Обнаружить момент его появления довольно проблематично. Несомненно, какой-то зародыш этой метафизики есть уже у Гоголя; в какой-то мере весь первый том «Мёртвых душ» посвящён описанию специфической природы грязи, но Гоголь понял её как первоматерию, попытался работать с ней — и, к своему несчастью, ошибся. На том, почему это так и в чём вообще различие, я чуть ниже остановлюсь подробнее.
Далее, несомненно грязь становится предметом особого внимания у Достоевского. Достоевский, однако, будучи ортодоксально индоктринированным человеком, допускал возможность просвещения, метафизического преобразования грязи в вещество жизни. Это составляло сердце его веры, но именно как вера, как упование это не могло привести к пониманию особости, онтологически самостоятельного характера грязи. Можно сказать, Достоевский отказывает грязи в бытийном статусе примерно на том же основании, на каком христианская ортодоксия считает зло всего лишь умалением добра.
Но вот у кого грязь впервые выступает в своём метафизически завершённом, самостоятельном статусе, так это у Сологуба. Влияние Сологуба на Хармса очень велико. Популярные в своё время «сказочки» Сологуба являются прямыми предшественниками малой прозы Хармса до такой степени, что иногда их даже трудно отличить. Именно Сологуб, не будучи ни христианином, а стало быть, не испытывая давление доктрины, не признающей самостоятельное бытие чего-либо, кроме Бога, блага и истины, ни виталистом с априорным доверием к жизни, с утверждением её как достаточного основания для мировоззрения, смог вывести грязь не только как недостаток устроения мира, но как самостоятельный полюс бытия. Как и вообще символисты, Сологуб, конечно, дуалист, но в его дуализме противостоят не добро и зло, не жизнь и смерть, не свет и тьма, а грязь и сверхприродная чистота, harmonia mundi. При этом, грязь становится онтологически равноценной этой божественной гармонии, а не всего только результатом её исчезновения или повреждения. Она производит собственные миры, в одном из которых обитают персонажи «Мелкого беса», порождает собственные творения, Недотыкомку, кузину кафкианского Одрадека, которые заставляют разум подозревать, что в бытии есть какое-то другое начало, и оно абсолютно чуждо уму человека.

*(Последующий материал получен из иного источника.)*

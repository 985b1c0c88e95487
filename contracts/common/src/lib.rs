//! Shared guards for the reward ledger contract suite.
//!
//! This crate provides:
//! - [`admin_tiers`] — the three-tier admin hierarchy used to gate
//!   administrative entry points.
//! - [`reentrancy`] — a scoped, storage-backed reentrancy lock.

#![cfg_attr(not(feature = "std"), no_std)]

pub mod admin_tiers;
pub mod reentrancy;

pub use admin_tiers::*;
pub use reentrancy::*;
#![allow(deprecated)] // events().publish migration tracked separately

use soroban_sdk::{symbol_short, Address, Env, I256};

use crate::{
    config::{AccrualBasis, RewardFunding},
    pause::PauseScope,
};

// ── Event payloads ──────────────────────────────────────────────────────────

/// Fired once when the pool is configured.
#[soroban_sdk::contracttype]
#[derive(Clone, Debug, Eq, PartialEq)]
pub struct InitializedEvent {
    pub admin: Address,
    pub stake_token: Address,
    pub reward_token: Address,
    pub reward_rate: i128,
    pub basis: AccrualBasis,
    pub funding: RewardFunding,
    pub timestamp: u64,
}

#[soroban_sdk::contracttype]
#[derive(Clone, Debug, Eq, PartialEq)]
pub struct StakedEvent {
    pub staker: Address,
    pub amount: i128,
    pub new_total_staked: i128,
    pub timestamp: u64,
}

#[soroban_sdk::contracttype]
#[derive(Clone, Debug, Eq, PartialEq)]
pub struct WithdrawnEvent {
    pub staker: Address,
    pub amount: i128,
    pub new_total_staked: i128,
    pub timestamp: u64,
}

/// Fired when a staker exits without rewards.
#[soroban_sdk::contracttype]
#[derive(Clone, Debug, Eq, PartialEq)]
pub struct EmergencyWithdrawnEvent {
    pub staker: Address,
    pub amount: i128,
    pub forfeited_reward: i128,
    pub timestamp: u64,
}

#[soroban_sdk::contracttype]
#[derive(Clone, Debug, Eq, PartialEq)]
pub struct RewardClaimedEvent {
    pub staker: Address,
    pub amount: i128,
    pub timestamp: u64,
}

#[soroban_sdk::contracttype]
#[derive(Clone, Debug, Eq, PartialEq)]
pub struct RewardsFundedEvent {
    pub funder: Address,
    pub amount: i128,
    pub timestamp: u64,
}

/// Fired when the emission rate changes. `acc_reward_per_unit` is the
/// accumulator value the old rate was closed out at.
#[soroban_sdk::contracttype]
#[derive(Clone, Debug, Eq, PartialEq)]
pub struct RewardRateSetEvent {
    pub old_rate: i128,
    pub new_rate: i128,
    pub acc_reward_per_unit: I256,
    pub timestamp: u64,
}

#[soroban_sdk::contracttype]
#[derive(Clone, Debug, Eq, PartialEq)]
pub struct TokensRescuedEvent {
    pub token: Address,
    pub to: Address,
    pub amount: i128,
    pub timestamp: u64,
}

#[soroban_sdk::contracttype]
#[derive(Clone, Debug, Eq, PartialEq)]
pub struct PauseChangedEvent {
    pub caller: Address,
    pub scope: PauseScope,
    pub timestamp: u64,
}

#[soroban_sdk::contracttype]
#[derive(Clone, Debug, Eq, PartialEq)]
pub struct AdminTransferProposedEvent {
    pub current_admin: Address,
    pub proposed_admin: Address,
    pub timestamp: u64,
}

#[soroban_sdk::contracttype]
#[derive(Clone, Debug, Eq, PartialEq)]
pub struct AdminTransferAcceptedEvent {
    pub old_admin: Address,
    pub new_admin: Address,
    pub timestamp: u64,
}

#[soroban_sdk::contracttype]
#[derive(Clone, Debug, Eq, PartialEq)]
pub struct AdminTransferCancelledEvent {
    pub admin: Address,
    pub cancelled_proposed: Address,
    pub timestamp: u64,
}

// ── Publishers ──────────────────────────────────────────────────────────────

pub fn publish_initialized(
    env: &Env,
    admin: Address,
    stake_token: Address,
    reward_token: Address,
    reward_rate: i128,
    basis: AccrualBasis,
    funding: RewardFunding,
) {
    env.events().publish(
        (symbol_short!("INIT"),),
        InitializedEvent {
            admin,
            stake_token,
            reward_token,
            reward_rate,
            basis,
            funding,
            timestamp: env.ledger().timestamp(),
        },
    );
}

pub fn publish_staked(env: &Env, staker: Address, amount: i128, new_total_staked: i128) {
    env.events().publish(
        (symbol_short!("STAKED"), staker.clone()),
        StakedEvent {
            staker,
            amount,
            new_total_staked,
            timestamp: env.ledger().timestamp(),
        },
    );
}

pub fn publish_withdrawn(env: &Env, staker: Address, amount: i128, new_total_staked: i128) {
    env.events().publish(
        (symbol_short!("WITHDRAWN"), staker.clone()),
        WithdrawnEvent {
            staker,
            amount,
            new_total_staked,
            timestamp: env.ledger().timestamp(),
        },
    );
}

pub fn publish_emergency_withdrawn(
    env: &Env,
    staker: Address,
    amount: i128,
    forfeited_reward: i128,
) {
    env.events().publish(
        (symbol_short!("EMRG_WD"), staker.clone()),
        EmergencyWithdrawnEvent {
            staker,
            amount,
            forfeited_reward,
            timestamp: env.ledger().timestamp(),
        },
    );
}

pub fn publish_reward_claimed(env: &Env, staker: Address, amount: i128) {
    env.events().publish(
        (symbol_short!("CLMD"), staker.clone()),
        RewardClaimedEvent {
            staker,
            amount,
            timestamp: env.ledger().timestamp(),
        },
    );
}

pub fn publish_rewards_funded(env: &Env, funder: Address, amount: i128) {
    env.events().publish(
        (symbol_short!("FUNDED"), funder.clone()),
        RewardsFundedEvent {
            funder,
            amount,
            timestamp: env.ledger().timestamp(),
        },
    );
}

pub fn publish_reward_rate_set(
    env: &Env,
    old_rate: i128,
    new_rate: i128,
    acc_reward_per_unit: I256,
) {
    env.events().publish(
        (symbol_short!("RWD_RATE"),),
        RewardRateSetEvent {
            old_rate,
            new_rate,
            acc_reward_per_unit,
            timestamp: env.ledger().timestamp(),
        },
    );
}

pub fn publish_tokens_rescued(env: &Env, token: Address, to: Address, amount: i128) {
    env.events().publish(
        (symbol_short!("RESCUED"), token.clone()),
        TokensRescuedEvent {
            token,
            to,
            amount,
            timestamp: env.ledger().timestamp(),
        },
    );
}

pub fn publish_paused(env: &Env, caller: Address, scope: PauseScope) {
    env.events().publish(
        (symbol_short!("PAUSED"), caller.clone()),
        PauseChangedEvent {
            caller,
            scope,
            timestamp: env.ledger().timestamp(),
        },
    );
}

pub fn publish_resumed(env: &Env, caller: Address, scope: PauseScope) {
    env.events().publish(
        (symbol_short!("RESUMED"), caller.clone()),
        PauseChangedEvent {
            caller,
            scope,
            timestamp: env.ledger().timestamp(),
        },
    );
}

pub fn publish_admin_transfer_proposed(env: &Env, current_admin: Address, proposed_admin: Address) {
    env.events().publish(
        (symbol_short!("ADM_PROP"), current_admin.clone()),
        AdminTransferProposedEvent {
            current_admin,
            proposed_admin,
            timestamp: env.ledger().timestamp(),
        },
    );
}

pub fn publish_admin_transfer_accepted(env: &Env, old_admin: Address, new_admin: Address) {
    env.events().publish(
        (symbol_short!("ADM_ACPT"), new_admin.clone()),
        AdminTransferAcceptedEvent {
            old_admin,
            new_admin,
            timestamp: env.ledger().timestamp(),
        },
    );
}

pub fn publish_admin_transfer_cancelled(env: &Env, admin: Address, cancelled_proposed: Address) {
    env.events().publish(
        (symbol_short!("ADM_CNCL"), admin.clone()),
        AdminTransferCancelledEvent {
            admin,
            cancelled_proposed,
            timestamp: env.ledger().timestamp(),
        },
    );
}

Помимо Хармса линию метафизики грязи в русской литературе представляют Мамлеев и Масодов, отчасти Платонов и Сорокин, в какой-то мере, наверное, лианозовцы — Кропивницкий, Холин.
Что же такое грязь содержательно? Есть расхожее выражение: «грязь — это вещество не на месте». Это всё ещё диурническое понимание, которое предполагает, что при наличии некоторого усилия, пусть даже и нечеловеческого, грязь может быть преображена, реструктурирована в обычное разумное вещество, нашедшее своё место. Но гипостазированная, обнаружившая собственное основание быть, грязь уже находится на своём месте. Её невозможно восстановить, поскольку она изначально такова, как есть, и не является результатом чьей-то злокозненной воли или бездеятельности. Её существование субверсивно по отношению к мирам творения и, по всей видимости, не может быть рассчитано из начального импульса, лежащего в их основании.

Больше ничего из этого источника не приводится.